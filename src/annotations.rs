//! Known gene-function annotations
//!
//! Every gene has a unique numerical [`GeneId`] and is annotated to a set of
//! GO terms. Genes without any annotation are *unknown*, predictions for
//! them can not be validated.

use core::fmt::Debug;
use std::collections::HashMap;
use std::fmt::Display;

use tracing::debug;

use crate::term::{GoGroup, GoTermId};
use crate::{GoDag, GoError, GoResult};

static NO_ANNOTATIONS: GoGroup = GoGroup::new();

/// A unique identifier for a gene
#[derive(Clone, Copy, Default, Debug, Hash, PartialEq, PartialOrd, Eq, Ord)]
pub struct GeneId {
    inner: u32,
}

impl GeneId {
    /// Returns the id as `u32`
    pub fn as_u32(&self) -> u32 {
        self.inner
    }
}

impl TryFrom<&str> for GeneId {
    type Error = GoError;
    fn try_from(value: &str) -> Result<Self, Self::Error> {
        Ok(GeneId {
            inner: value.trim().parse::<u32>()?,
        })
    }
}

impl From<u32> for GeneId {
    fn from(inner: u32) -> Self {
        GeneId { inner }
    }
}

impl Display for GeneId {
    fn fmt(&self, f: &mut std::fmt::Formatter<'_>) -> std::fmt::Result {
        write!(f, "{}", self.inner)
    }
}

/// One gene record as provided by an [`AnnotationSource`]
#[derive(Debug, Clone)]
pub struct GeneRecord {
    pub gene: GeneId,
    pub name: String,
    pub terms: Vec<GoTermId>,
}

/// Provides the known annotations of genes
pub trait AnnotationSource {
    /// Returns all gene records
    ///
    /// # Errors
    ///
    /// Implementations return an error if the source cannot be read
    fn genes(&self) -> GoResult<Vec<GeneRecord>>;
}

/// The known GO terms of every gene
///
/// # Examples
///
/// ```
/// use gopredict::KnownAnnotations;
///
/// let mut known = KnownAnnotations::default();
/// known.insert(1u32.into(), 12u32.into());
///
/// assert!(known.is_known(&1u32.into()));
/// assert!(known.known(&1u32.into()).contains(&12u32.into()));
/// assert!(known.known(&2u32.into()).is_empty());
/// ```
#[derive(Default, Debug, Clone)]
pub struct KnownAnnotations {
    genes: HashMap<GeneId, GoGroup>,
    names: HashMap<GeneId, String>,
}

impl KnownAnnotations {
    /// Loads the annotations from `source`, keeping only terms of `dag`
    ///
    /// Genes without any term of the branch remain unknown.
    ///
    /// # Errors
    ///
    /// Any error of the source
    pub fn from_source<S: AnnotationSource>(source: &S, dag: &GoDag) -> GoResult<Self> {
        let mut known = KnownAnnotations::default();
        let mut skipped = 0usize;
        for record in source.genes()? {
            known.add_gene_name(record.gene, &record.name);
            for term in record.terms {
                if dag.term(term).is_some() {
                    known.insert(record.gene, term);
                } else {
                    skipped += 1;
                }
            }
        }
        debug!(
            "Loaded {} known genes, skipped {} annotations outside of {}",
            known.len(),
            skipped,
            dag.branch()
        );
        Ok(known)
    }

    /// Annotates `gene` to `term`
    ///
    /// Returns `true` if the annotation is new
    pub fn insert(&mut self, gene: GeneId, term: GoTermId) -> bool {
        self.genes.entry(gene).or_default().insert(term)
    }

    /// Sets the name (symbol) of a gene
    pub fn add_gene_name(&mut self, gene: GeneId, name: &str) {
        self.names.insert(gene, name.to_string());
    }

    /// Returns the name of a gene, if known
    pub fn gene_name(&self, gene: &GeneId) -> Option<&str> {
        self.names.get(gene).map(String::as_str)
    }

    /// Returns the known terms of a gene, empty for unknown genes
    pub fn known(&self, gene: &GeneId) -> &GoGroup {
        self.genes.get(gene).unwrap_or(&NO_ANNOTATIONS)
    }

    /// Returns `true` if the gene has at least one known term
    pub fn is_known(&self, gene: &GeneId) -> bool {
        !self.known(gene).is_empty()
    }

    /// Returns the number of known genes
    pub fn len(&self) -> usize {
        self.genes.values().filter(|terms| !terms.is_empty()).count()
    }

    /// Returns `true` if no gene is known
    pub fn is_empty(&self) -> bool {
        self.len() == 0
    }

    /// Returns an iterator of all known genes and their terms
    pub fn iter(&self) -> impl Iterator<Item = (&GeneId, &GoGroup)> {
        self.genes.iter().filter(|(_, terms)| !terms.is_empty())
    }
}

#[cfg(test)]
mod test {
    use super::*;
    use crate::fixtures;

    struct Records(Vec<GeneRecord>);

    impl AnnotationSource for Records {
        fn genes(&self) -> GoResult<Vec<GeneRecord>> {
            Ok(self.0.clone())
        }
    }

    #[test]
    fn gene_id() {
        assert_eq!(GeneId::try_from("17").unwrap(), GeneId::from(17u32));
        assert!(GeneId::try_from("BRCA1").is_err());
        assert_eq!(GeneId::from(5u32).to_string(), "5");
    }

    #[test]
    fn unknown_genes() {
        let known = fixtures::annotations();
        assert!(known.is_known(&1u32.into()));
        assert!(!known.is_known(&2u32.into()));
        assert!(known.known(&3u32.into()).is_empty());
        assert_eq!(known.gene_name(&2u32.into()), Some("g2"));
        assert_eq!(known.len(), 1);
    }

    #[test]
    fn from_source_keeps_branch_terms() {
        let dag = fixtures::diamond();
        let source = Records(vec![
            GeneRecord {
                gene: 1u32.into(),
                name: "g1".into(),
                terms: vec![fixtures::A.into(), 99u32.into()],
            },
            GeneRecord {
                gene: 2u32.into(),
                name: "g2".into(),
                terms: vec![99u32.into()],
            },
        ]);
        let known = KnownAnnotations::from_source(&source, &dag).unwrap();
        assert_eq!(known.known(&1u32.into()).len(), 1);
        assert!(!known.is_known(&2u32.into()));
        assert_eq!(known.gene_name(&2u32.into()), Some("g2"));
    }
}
------------------------------
[Task objective] Using the entries above, give again exactly the lines from the line holding "(symbol) of a gene" through the line holding "pub fn is_known(&self, gene: &GeneId)". Include both end lines and nothing else.

[Task solution]
    /// Sets the name (symbol) of a gene
    pub fn add_gene_name(&mut self, gene: GeneId, name: &str) {
        self.names.insert(gene, name.to_string());
    }

    /// Returns the name of a gene, if known
    pub fn gene_name(&self, gene: &GeneId) -> Option<&str> {
        self.names.get(gene).map(String::as_str)
    }

    /// Returns the known terms of a gene, empty for unknown genes
    pub fn known(&self, gene: &GeneId) -> &GoGroup {
        self.genes.get(gene).unwrap_or(&NO_ANNOTATIONS)
    }

    /// Returns `true` if the gene has at least one known term
    pub fn is_known(&self, gene: &GeneId) -> bool {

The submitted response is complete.